● **Problem requirements**: Your reply should be the following data, copied exactly.

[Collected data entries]
● ● ● ● ● ● ●
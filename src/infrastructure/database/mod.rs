pub mod connection_pool;
pub mod sqlite_store;

pub use connection_pool::ConnectionPool;
pub use sqlite_store::SqliteStore;
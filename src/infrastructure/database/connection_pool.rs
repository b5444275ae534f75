use crate::shared::config::DatabaseConfig;
use sqlx::{sqlite::SqlitePoolOptions, SqlitePool};

#[derive(Clone)]
pub struct ConnectionPool {
    pool: SqlitePool,
}

impl ConnectionPool {
    pub async fn new(config: &DatabaseConfig) -> Result<Self, sqlx::Error> {
        let pool = SqlitePoolOptions::new()
            .max_connections(config.max_connections)
            .connect(&config.url)
            .await?;
        Ok(Self { pool })
    }

    /// A single-connection in-memory database (every connection of a pooled
    /// `:memory:` URL would otherwise see its own empty database).
    pub async fn from_memory() -> Result<Self, sqlx::Error> {
        let pool = SqlitePoolOptions::new()
            .max_connections(1)
            .connect("sqlite::memory:")
            .await?;
        Ok(Self { pool })
    }

    pub fn get_pool(&self) -> &SqlitePool {
        &self.pool
    }

    pub async fn close(&self) {
        self.pool.close().await;
    }
}
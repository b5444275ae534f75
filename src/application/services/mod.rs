pub mod auth_service;
pub mod feed_service;
pub mod post_service;
pub mod profile_service;
pub mod reaction_service;

pub use auth_service::AuthService;
pub use feed_service::{FeedService, FeedSubscription};
pub use post_service::PostService;
pub use profile_service::{
    AvatarInput, FanoutStatus, ProfileService, ProfileUpdateReport,
};
pub use reaction_service::{LikeView, ReactionService};
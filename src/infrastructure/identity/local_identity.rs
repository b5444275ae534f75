use crate::application::ports::identity::{IdentityGateway, Session};
use crate::shared::error::{AppError, Result};
use async_trait::async_trait;
use tokio::sync::{watch, RwLock};
use tracing::info;

/// In-process identity provider used by the dev sandbox and tests. Holds one
/// session and replays every change on the watch channel, the same shape the
/// remote auth service exposes.
pub struct LocalIdentityGateway {
    session: RwLock<Option<Session>>,
    changes: watch::Sender<Option<Session>>,
}

impl LocalIdentityGateway {
    pub fn new() -> Self {
        let (changes, _) = watch::channel(None);
        Self {
            session: RwLock::new(None),
            changes,
        }
    }

    pub async fn sign_in(&self, session: Session) {
        info!(user_id = %session.user_id, "local session established");
        *self.session.write().await = Some(session.clone());
        let _ = self.changes.send(Some(session));
    }
}

impl Default for LocalIdentityGateway {
    fn default() -> Self {
        Self::new()
    }
}

#[async_trait]
impl IdentityGateway for LocalIdentityGateway {
    async fn current_session(&self) -> Result<Option<Session>> {
        Ok(self.session.read().await.clone())
    }

    async fn update_profile_fields<'a>(
        &self,
        display_name: &'a str,
        avatar_url: Option<&'a str>,
    ) -> Result<()> {
        let mut guard = self.session.write().await;
        let session = guard
            .as_mut()
            .ok_or_else(|| AppError::Auth("No authenticated user".to_string()))?;
        session.display_name = Some(display_name.to_string());
        session.avatar_url = avatar_url.map(str::to_string);
        let _ = self.changes.send(Some(session.clone()));
        Ok(())
    }

    async fn sign_out(&self) -> Result<()> {
        *self.session.write().await = None;
        let _ = self.changes.send(None);
        Ok(())
    }

    fn watch_session(&self) -> watch::Receiver<Option<Session>> {
        self.changes.subscribe()
    }
}

#[cfg(test)]
mod tests {
    use super::*;
    use crate::domain::value_objects::UserId;

    fn session(uid: &str) -> Session {
        Session {
            user_id: UserId::new(uid.to_string()).unwrap(),
            display_name: Some("Alice".to_string()),
            avatar_url: None,
            email: None,
        }
    }

    #[tokio::test]
    async fn session_changes_are_observable() {
        let gateway = LocalIdentityGateway::new();
        let mut watcher = gateway.watch_session();
        assert!(watcher.borrow().is_none());

        gateway.sign_in(session("u1")).await;
        watcher.changed().await.unwrap();
        assert!(watcher.borrow().is_some());

        gateway.sign_out().await.unwrap();
        watcher.changed().await.unwrap();
        assert!(watcher.borrow().is_none());
        assert_eq!(gateway.current_session().await.unwrap(), None);
    }

    #[tokio::test]
    async fn profile_field_updates_mirror_onto_the_session() {
        let gateway = LocalIdentityGateway::new();
        gateway.sign_in(session("u1")).await;
        gateway
            .update_profile_fields("Newname", Some("file:///a.png"))
            .await
            .unwrap();

        let current = gateway.current_session().await.unwrap().unwrap();
        assert_eq!(current.display_name.as_deref(), Some("Newname"));
        assert_eq!(current.avatar_url.as_deref(), Some("file:///a.png"));
    }

    #[tokio::test]
    async fn signed_out_update_is_rejected() {
        let gateway = LocalIdentityGateway::new();
        let result = gateway.update_profile_fields("X", None).await;
        assert!(matches!(result, Err(AppError::Auth(_))));
    }
}
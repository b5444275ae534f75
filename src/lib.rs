// モジュール定義
pub mod application;
pub mod domain;
pub mod infrastructure;
pub mod shared;
pub mod state;

pub use shared::config::AppConfig;
pub use shared::error::{AppError, Result};
pub use state::AppState;

/// ログ設定の初期化
pub fn init_logging() {
    use tracing_subscriber::{layer::SubscriberExt, util::SubscriberInitExt};

    tracing_subscriber::registry()
        .with(
            tracing_subscriber::EnvFilter::try_from_default_env()
                .unwrap_or_else(|_| "murmur_core=debug,info".into()),
        )
        .with(tracing_subscriber::fmt::layer())
        .init();
}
● ● ● ● ● ● ●
● **Answer section**:
filename src/infrastructure/database/mod.rs
pub mod connection_pool;
pub mod sqlite_store;

pub use connection_pool::ConnectionPool;
pub use sqlite_store::SqliteStore;
filename src/infrastructure/database/connection_pool.rs
repository b5444275ae534f75
use crate::shared::config::DatabaseConfig;
use sqlx::{sqlite::SqlitePoolOptions, SqlitePool};

#[derive(Clone)]
pub struct ConnectionPool {
    pool: SqlitePool,
}

impl ConnectionPool {
    pub async fn new(config: &DatabaseConfig) -> Result<Self, sqlx::Error> {
        let pool = SqlitePoolOptions::new()
            .max_connections(config.max_connections)
            .connect(&config.url)
            .await?;
        Ok(Self { pool })
    }

    /// A single-connection in-memory database (every connection of a pooled
    /// `:memory:` URL would otherwise see its own empty database).
    pub async fn from_memory() -> Result<Self, sqlx::Error> {
        let pool = SqlitePoolOptions::new()
            .max_connections(1)
            .connect("sqlite::memory:")
            .await?;
        Ok(Self { pool })
    }

    pub fn get_pool(&self) -> &SqlitePool {
        &self.pool
    }

    pub async fn close(&self) {
        self.pool.close().await;
    }
}
repository b5444275ae534f75
filename src/application/services/mod.rs
pub mod auth_service;
pub mod feed_service;
pub mod post_service;
pub mod profile_service;
pub mod reaction_service;

pub use auth_service::AuthService;
pub use feed_service::{FeedService, FeedSubscription};
pub use post_service::PostService;
pub use profile_service::{
    AvatarInput, FanoutStatus, ProfileService, ProfileUpdateReport,
};
pub use reaction_service::{LikeView, ReactionService};
filename src/infrastructure/identity/local_identity.rs
repository b5444275ae534f75
use crate::application::ports::identity::{IdentityGateway, Session};
use crate::shared::error::{AppError, Result};
use async_trait::async_trait;
use tokio::sync::{watch, RwLock};
use tracing::info;

/// In-process identity provider used by the dev sandbox and tests. Holds one
/// session and replays every change on the watch channel, the same shape the
/// remote auth service exposes.
pub struct LocalIdentityGateway {
    session: RwLock<Option<Session>>,
    changes: watch::Sender<Option<Session>>,
}

impl LocalIdentityGateway {
    pub fn new() -> Self {
        let (changes, _) = watch::channel(None);
        Self {
            session: RwLock::new(None),
            changes,
        }
    }

    pub async fn sign_in(&self, session: Session) {
        info!(user_id = %session.user_id, "local session established");
        *self.session.write().await = Some(session.clone());
        let _ = self.changes.send(Some(session));
    }
}

impl Default for LocalIdentityGateway {
    fn default() -> Self {
        Self::new()
    }
}

#[async_trait]
impl IdentityGateway for LocalIdentityGateway {
    async fn current_session(&self) -> Result<Option<Session>> {
        Ok(self.session.read().await.clone())
    }

    async fn update_profile_fields<'a>(
        &self,
        display_name: &'a str,
        avatar_url: Option<&'a str>,
    ) -> Result<()> {
        let mut guard = self.session.write().await;
        let session = guard
            .as_mut()
            .ok_or_else(|| AppError::Auth("No authenticated user".to_string()))?;
        session.display_name = Some(display_name.to_string());
        session.avatar_url = avatar_url.map(str::to_string);
        let _ = self.changes.send(Some(session.clone()));
        Ok(())
    }

    async fn sign_out(&self) -> Result<()> {
        *self.session.write().await = None;
        let _ = self.changes.send(None);
        Ok(())
    }

    fn watch_session(&self) -> watch::Receiver<Option<Session>> {
        self.changes.subscribe()
    }
}

#[cfg(test)]
mod tests {
    use super::*;
    use crate::domain::value_objects::UserId;

    fn session(uid: &str) -> Session {
        Session {
            user_id: UserId::new(uid.to_string()).unwrap(),
            display_name: Some("Alice".to_string()),
            avatar_url: None,
            email: None,
        }
    }

    #[tokio::test]
    async fn session_changes_are_observable() {
        let gateway = LocalIdentityGateway::new();
        let mut watcher = gateway.watch_session();
        assert!(watcher.borrow().is_none());

        gateway.sign_in(session("u1")).await;
        watcher.changed().await.unwrap();
        assert!(watcher.borrow().is_some());

        gateway.sign_out().await.unwrap();
        watcher.changed().await.unwrap();
        assert!(watcher.borrow().is_none());
        assert_eq!(gateway.current_session().await.unwrap(), None);
    }

    #[tokio::test]
    async fn profile_field_updates_mirror_onto_the_session() {
        let gateway = LocalIdentityGateway::new();
        gateway.sign_in(session("u1")).await;
        gateway
            .update_profile_fields("Newname", Some("file:///a.png"))
            .await
            .unwrap();

        let current = gateway.current_session().await.unwrap().unwrap();
        assert_eq!(current.display_name.as_deref(), Some("Newname"));
        assert_eq!(current.avatar_url.as_deref(), Some("file:///a.png"));
    }

    #[tokio::test]
    async fn signed_out_update_is_rejected() {
        let gateway = LocalIdentityGateway::new();
        let result = gateway.update_profile_fields("X", None).await;
        assert!(matches!(result, Err(AppError::Auth(_))));
    }
}
repository b5444275ae534f75
filename src/lib.rs
// モジュール定義
pub mod application;
pub mod domain;
pub mod infrastructure;
pub mod shared;
pub mod state;

pub use shared::config::AppConfig;
pub use shared::error::{AppError, Result};
pub use state::AppState;

/// ログ設定の初期化
pub fn init_logging() {
    use tracing_subscriber::{layer::SubscriberExt, util::SubscriberInitExt};

    tracing_subscriber::registry()
        .with(
            tracing_subscriber::EnvFilter::try_from_default_env()
                .unwrap_or_else(|_| "murmur_core=debug,info".into()),
        )
        .with(tracing_subscriber::fmt::layer())
        .init();
}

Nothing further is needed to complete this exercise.